Valley Proteins is one of hundreds of Maryland facilities operating under outdated or unenforced water pollution control permits. The facility is responsible for about 40 percent of the total nitrogen pollution discharged to the Transquaking River, upstream of Blackwater National Wildlife Refuge, and frequently violates its permits.
The new permit fails to include specific monitoring requirements, benchmarks for compliance, and provisions that automatically trigger MDE to inspect, fine, and require corrective actions.
In addition, the permit, as drafted, does not guarantee that “fishable-swimmable” water quality standards will be met in the Transquaking River. And because Valley Proteins discharges its pollution into Higgins Mill Pond, pollution can build up before it washes downstream causing significant damage.
Finally, Valley Proteins stores liquid waste in a giant tank in Wicomico County where residents complain of a foul stench. From there it is applied onto farm fields. The permit fails to provide accounting for where that waste is applied.
Responding to the deficient draft permit, CBF Maryland Executive Director Josh Kurtz said:
“It is MDE’s responsibility to ensure the health of Maryland’s waterways. This permit does not stop Valley Proteins from damaging the health of fish and other aquatic life in the Transquaking River, allows continued threats to human health, and permits damage to local businesses that rely on fishing and outdoor recreation.
“This permit could allow even more pollution to the Transquaking River. That is unacceptable. It flies in the face of MDE’s duty to restore local rivers, streams, and the Chesapeake Bay, and leaves a legacy of dirty water for future generations.”
Matt Pluta, ShoreRivers Choptank Riverkeeper and Director of Riverkeeper Programs said:
“The discharge permit, as currently drafted, offers the applicant the opportunity to increase their wastewater discharge to four times their current volume without proof that the river can handle any more pollution. This permit needs to be the mechanism that reverses the poor water quality conditions, such as the algal blooms and fish kills, that are increasingly threatening the Transquaking River’s natural resources. We don’t need more of the same - we need more accountability and greater protections for our water resources.”

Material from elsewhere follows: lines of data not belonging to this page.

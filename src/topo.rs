//! Topology construction: sender/receiver hosts around one or two
//! aggregation points, with shaped access links.
//!
//! Host naming is a contract shared with the telemetry pipeline: senders
//! are `hs1..hsN`, receivers `hr1..hrN`, aggregation points `s1` (or
//! `sa1`/`sb1` in the split variant), and the aggregation-side port for
//! host `k` is `<switch>-eth<k>` — the label that later shows up in the
//! counter logs.

use std::time::Duration;

use anyhow::{Context, Result};
use net_emu::{LinkShape, Namespace, apply_shape};
use serde::{Deserialize, Serialize};
use thiserror::Error;

/// Invalid topology/flow parameters. Raised by validation before any
/// namespace or process is created.
#[derive(Debug, Error)]
pub enum ConfigError {
    #[error("need at least one sender/receiver pair (got {0})")]
    NoPairs(usize),
    #[error("invalid duration '{0}': expected a number with a time suffix (us/ms/s)")]
    BadDuration(String),
    #[error("loss must be within 0..=100 (got {0})")]
    BadLoss(f32),
    #[error("bandwidth must be at least 1 Mbit/s (got {0})")]
    BadBandwidth(u64),
    #[error("test duration must be non-zero")]
    ZeroDuration,
}

/// Parse a tc-style duration string (`10ms`, `200us`, `1s`).
///
/// A bare number is rejected: shaping parameters must be explicit about
/// their unit.
pub fn parse_delay(s: &str) -> Result<Duration, ConfigError> {
    let s = s.trim();
    let (num, unit) = match s.find(|c: char| c.is_ascii_alphabetic()) {
        Some(idx) => s.split_at(idx),
        None => return Err(ConfigError::BadDuration(s.to_string())),
    };
    let value: f64 = num
        .parse()
        .map_err(|_| ConfigError::BadDuration(s.to_string()))?;
    if value < 0.0 {
        return Err(ConfigError::BadDuration(s.to_string()));
    }
    let micros = match unit {
        "us" => value,
        "ms" => value * 1_000.0,
        "s" => value * 1_000_000.0,
        _ => return Err(ConfigError::BadDuration(s.to_string())),
    };
    Ok(Duration::from_micros(micros.round() as u64))
}

/// Format a delay the way the run-directory naming contract spells it
/// (`10ms`, sub-millisecond values fall back to microseconds).
pub fn fmt_delay(d: Duration) -> String {
    let us = d.as_micros();
    if us % 1000 == 0 {
        format!("{}ms", us / 1000)
    } else {
        format!("{us}us")
    }
}

/// Declarative description of the emulated network.
#[derive(Debug, Clone)]
pub struct TopologySpec {
    /// Number of sender/receiver pairs.
    pub pairs: usize,
    /// Access link bandwidth in Mbit/s.
    pub bw_mbit: u64,
    /// One-way propagation delay per link.
    pub delay: Duration,
    /// Optional delay jitter.
    pub jitter: Option<Duration>,
    /// Random loss probability (%).
    pub loss_percent: f32,
    /// Split-path variant: two aggregation points joined by a trunk that
    /// absorbs the loss/jitter budget, access links get half the delay.
    pub split: bool,
}

impl TopologySpec {
    pub fn validate(&self) -> Result<(), ConfigError> {
        if self.pairs < 1 {
            return Err(ConfigError::NoPairs(self.pairs));
        }
        if !(0.0..=100.0).contains(&self.loss_percent) {
            return Err(ConfigError::BadLoss(self.loss_percent));
        }
        if self.bw_mbit < 1 {
            return Err(ConfigError::BadBandwidth(self.bw_mbit));
        }
        Ok(())
    }

    /// Shape applied to both ends of each access link.
    fn access_shape(&self) -> LinkShape {
        if self.split {
            LinkShape {
                rate_kbit: Some(self.bw_mbit * 1000),
                delay: Some(self.delay / 2),
                jitter: None,
                loss_percent: None,
            }
        } else {
            LinkShape {
                rate_kbit: Some(self.bw_mbit * 1000),
                delay: Some(self.delay),
                jitter: self.jitter,
                loss_percent: (self.loss_percent > 0.0).then_some(self.loss_percent),
            }
        }
    }

    /// Shape for the inter-aggregation trunk (split variant only): a fixed
    /// short delay plus the full loss/jitter budget, bandwidth unshaped so
    /// the core carries every flow.
    fn trunk_shape(&self) -> LinkShape {
        LinkShape {
            rate_kbit: None,
            delay: Some(TRUNK_DELAY),
            jitter: self.jitter,
            loss_percent: (self.loss_percent > 0.0).then_some(self.loss_percent),
        }
    }
}

/// Fixed trunk delay in the split-path variant.
const TRUNK_DELAY: Duration = Duration::from_millis(1);

/// Role of a host, attached at build time and recorded in the run
/// manifest so the analyzer never re-derives it from name prefixes.
#[derive(Debug, Clone, Copy, PartialEq, Eq, Serialize, Deserialize)]
#[serde(rename_all = "lowercase")]
pub enum HostRole {
    Sender,
    Receiver,
    Aggregator,
}

/// An end host: its own namespace, one addressed interface.
pub struct Host {
    pub name: String,
    pub role: HostRole,
    pub ns: Namespace,
    /// Address without prefix length, e.g. `10.0.0.1`.
    pub ip: String,
    /// Host-side interface name.
    pub iface: String,
}

/// An aggregation point: a namespace with a bridge and one port per
/// attached link.
pub struct Aggregator {
    pub name: String,
    pub ns: Namespace,
    /// Bridge port names in attach order (`<name>-eth1`, ...).
    pub ports: Vec<String>,
}

/// A live emulated network. Dropping it tears every namespace down.
pub struct Topology {
    pub senders: Vec<Host>,
    pub receivers: Vec<Host>,
    pub aggregators: Vec<Aggregator>,
}

impl Topology {
    /// The switch all flows converge on — where passive counters attach.
    pub fn observation_point(&self) -> &Aggregator {
        &self.aggregators[0]
    }

    /// Sender/receiver pair for 1-based flow index `i`.
    pub fn pair(&self, i: usize) -> (&Host, &Host) {
        (&self.senders[i - 1], &self.receivers[i - 1])
    }
}

/// Build a live topology from `spec`.
///
/// Star variant: every host hangs off one bridge (`s1`). Split variant:
/// senders on `sa1`, receivers on `sb1`, trunk in between. Construction
/// either fully succeeds or fully fails — an error drops every namespace
/// created so far.
pub fn build(spec: &TopologySpec) -> Result<Topology> {
    spec.validate()?;

    if spec.split {
        build_split(spec)
    } else {
        build_star(spec)
    }
}

fn build_star(spec: &TopologySpec) -> Result<Topology> {
    let mut agg = new_aggregator("s1")?;
    let mut senders = Vec::with_capacity(spec.pairs);
    let mut receivers = Vec::with_capacity(spec.pairs);
    let shape = spec.access_shape();

    for i in 1..=spec.pairs {
        senders.push(attach_host(
            &mut agg,
            &format!("hs{i}"),
            HostRole::Sender,
            &format!("10.0.0.{i}"),
            &shape,
        )?);
    }
    for i in 1..=spec.pairs {
        receivers.push(attach_host(
            &mut agg,
            &format!("hr{i}"),
            HostRole::Receiver,
            &format!("10.0.0.{}", spec.pairs + i),
            &shape,
        )?);
    }

    tracing::info!(
        pairs = spec.pairs,
        bw_mbit = spec.bw_mbit,
        delay = %fmt_delay(spec.delay),
        loss = f64::from(spec.loss_percent),
        "topology up"
    );

    Ok(Topology {
        senders,
        receivers,
        aggregators: vec![agg],
    })
}

fn build_split(spec: &TopologySpec) -> Result<Topology> {
    let mut left = new_aggregator("sa1")?;
    let mut right = new_aggregator("sb1")?;

    // Trunk first: sa1-eth0 <-> sb1-eth0, both ends shaped with the full
    // loss/jitter budget.
    let (l_port, r_port) = ("sa1-eth0".to_string(), "sb1-eth0".to_string());
    left.ns
        .add_veth_link(&right.ns, &l_port, &r_port, None, None)
        .context("create trunk link")?;
    left.ns.attach_to_bridge(&l_port)?;
    right.ns.attach_to_bridge(&r_port)?;
    let trunk = spec.trunk_shape();
    apply_shape(&left.ns, &l_port, &trunk)?;
    apply_shape(&right.ns, &r_port, &trunk)?;

    let shape = spec.access_shape();
    let mut senders = Vec::with_capacity(spec.pairs);
    let mut receivers = Vec::with_capacity(spec.pairs);
    for i in 1..=spec.pairs {
        senders.push(attach_host(
            &mut left,
            &format!("hs{i}"),
            HostRole::Sender,
            &format!("10.0.0.{i}"),
            &shape,
        )?);
    }
    for i in 1..=spec.pairs {
        receivers.push(attach_host(
            &mut right,
            &format!("hr{i}"),
            HostRole::Receiver,
            &format!("10.0.0.{}", spec.pairs + i),
            &shape,
        )?);
    }

    tracing::info!(pairs = spec.pairs, "split-path topology up");

    Ok(Topology {
        senders,
        receivers,
        aggregators: vec![left, right],
    })
}

fn new_aggregator(name: &str) -> Result<Aggregator> {
    let ns = Namespace::new(name)?;
    ns.enable_bridge()
        .with_context(|| format!("bridge on {name}"))?;
    Ok(Aggregator {
        name: name.to_string(),
        ns,
        ports: Vec::new(),
    })
}

/// Create a host namespace, link it to the aggregator's bridge, and shape
/// both ends of the access link.
fn attach_host(
    agg: &mut Aggregator,
    name: &str,
    role: HostRole,
    ip: &str,
    shape: &LinkShape,
) -> Result<Host> {
    let ns = Namespace::new(name)?;
    let iface = format!("{name}-eth0");
    let port = format!("{}-eth{}", agg.name, agg.ports.len() + 1);

    ns.add_veth_link(&agg.ns, &iface, &port, Some(&format!("{ip}/24")), None)
        .with_context(|| format!("link {name} to {}", agg.name))?;
    agg.ns.attach_to_bridge(&port)?;

    apply_shape(&ns, &iface, shape).with_context(|| format!("shape {iface}"))?;
    apply_shape(&agg.ns, &port, shape).with_context(|| format!("shape {port}"))?;

    agg.ports.push(port);

    Ok(Host {
        name: name.to_string(),
        role,
        ns,
        ip: ip.to_string(),
        iface,
    })
}

#[cfg(test)]
mod tests {
    use super::*;

    #[test]
    fn parse_delay_accepts_suffixed_values() {
        assert_eq!(parse_delay("10ms").unwrap(), Duration::from_millis(10));
        assert_eq!(parse_delay("200us").unwrap(), Duration::from_micros(200));
        assert_eq!(parse_delay("1s").unwrap(), Duration::from_secs(1));
        assert_eq!(parse_delay("0ms").unwrap(), Duration::ZERO);
        assert_eq!(parse_delay("1.5ms").unwrap(), Duration::from_micros(1500));
    }

    #[test]
    fn parse_delay_rejects_bare_numbers_and_junk() {
        assert!(parse_delay("10").is_err());
        assert!(parse_delay("ms").is_err());
        assert!(parse_delay("-5ms").is_err());
        assert!(parse_delay("10min").is_err());
    }

    #[test]
    fn fmt_delay_round_trips_the_naming_contract() {
        assert_eq!(fmt_delay(Duration::from_millis(10)), "10ms");
        assert_eq!(fmt_delay(Duration::ZERO), "0ms");
        assert_eq!(fmt_delay(Duration::from_micros(1500)), "1500us");
    }

    fn spec(pairs: usize) -> TopologySpec {
        TopologySpec {
            pairs,
            bw_mbit: 10,
            delay: Duration::from_millis(10),
            jitter: None,
            loss_percent: 3.0,
            split: false,
        }
    }

    #[test]
    fn validate_rejects_zero_pairs() {
        assert!(matches!(
            spec(0).validate(),
            Err(ConfigError::NoPairs(0))
        ));
        assert!(spec(1).validate().is_ok());
    }

    #[test]
    fn validate_rejects_bad_loss() {
        let mut s = spec(2);
        s.loss_percent = 120.0;
        assert!(matches!(s.validate(), Err(ConfigError::BadLoss(_))));
    }

    #[test]
    fn access_shape_carries_spec_parameters() {
        let s = spec(2);
        let shape = s.access_shape();
        assert_eq!(shape.rate_kbit, Some(10_000));
        assert_eq!(shape.delay, Some(Duration::from_millis(10)));
        assert_eq!(shape.loss_percent, Some(3.0));
    }

    #[test]
    fn split_halves_delay_and_moves_loss_to_trunk() {
        let mut s = spec(2);
        s.split = true;
        s.jitter = Some(Duration::from_millis(2));

        let access = s.access_shape();
        assert_eq!(access.delay, Some(Duration::from_millis(5)));
        assert_eq!(access.loss_percent, None);
        assert_eq!(access.jitter, None);

        let trunk = s.trunk_shape();
        assert_eq!(trunk.delay, Some(TRUNK_DELAY));
        assert_eq!(trunk.loss_percent, Some(3.0));
        assert_eq!(trunk.jitter, Some(Duration::from_millis(2)));
        assert_eq!(trunk.rate_kbit, None);
    }

    #[test]
    fn test_build_star_topology() {
        if !net_emu::check_privileges() {
            eprintln!("Skipping: insufficient privileges");
            return;
        }

        let topo = build(&spec(2)).expect("build topology");
        assert_eq!(topo.senders.len(), 2);
        assert_eq!(topo.receivers.len(), 2);
        assert_eq!(topo.aggregators.len(), 1);
        assert_eq!(
            topo.observation_point().ports,
            ["s1-eth1", "s1-eth2", "s1-eth3", "s1-eth4"]
        );

        let (hs1, hr1) = topo.pair(1);
        assert_eq!(hs1.name, "hs1");
        assert_eq!(hs1.role, HostRole::Sender);
        assert_eq!(hr1.ip, "10.0.0.3");

        // Sender can reach its receiver across the bridge
        let out = hs1
            .ns
            .exec("ping", &["-c", "1", "-W", "2", &hr1.ip])
            .expect("ping");
        assert!(out.status.success(), "hs1 cannot reach hr1");
    }
}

Fred Pomeroy, with Dorchester Citizens for Planned Growth said:
“The unresolved issues contained in MDE's recently issued draft permit for wastewater discharge by Valley Protein, as well as additional releases of pollution since the November 16 Public Hearing, call into question the efficacy of the current status of the permit renewal process. DCPG wants this situation rectified before any new permit is issued. MDE should no longer be an enabler for the destruction of the Transquaking watershed.”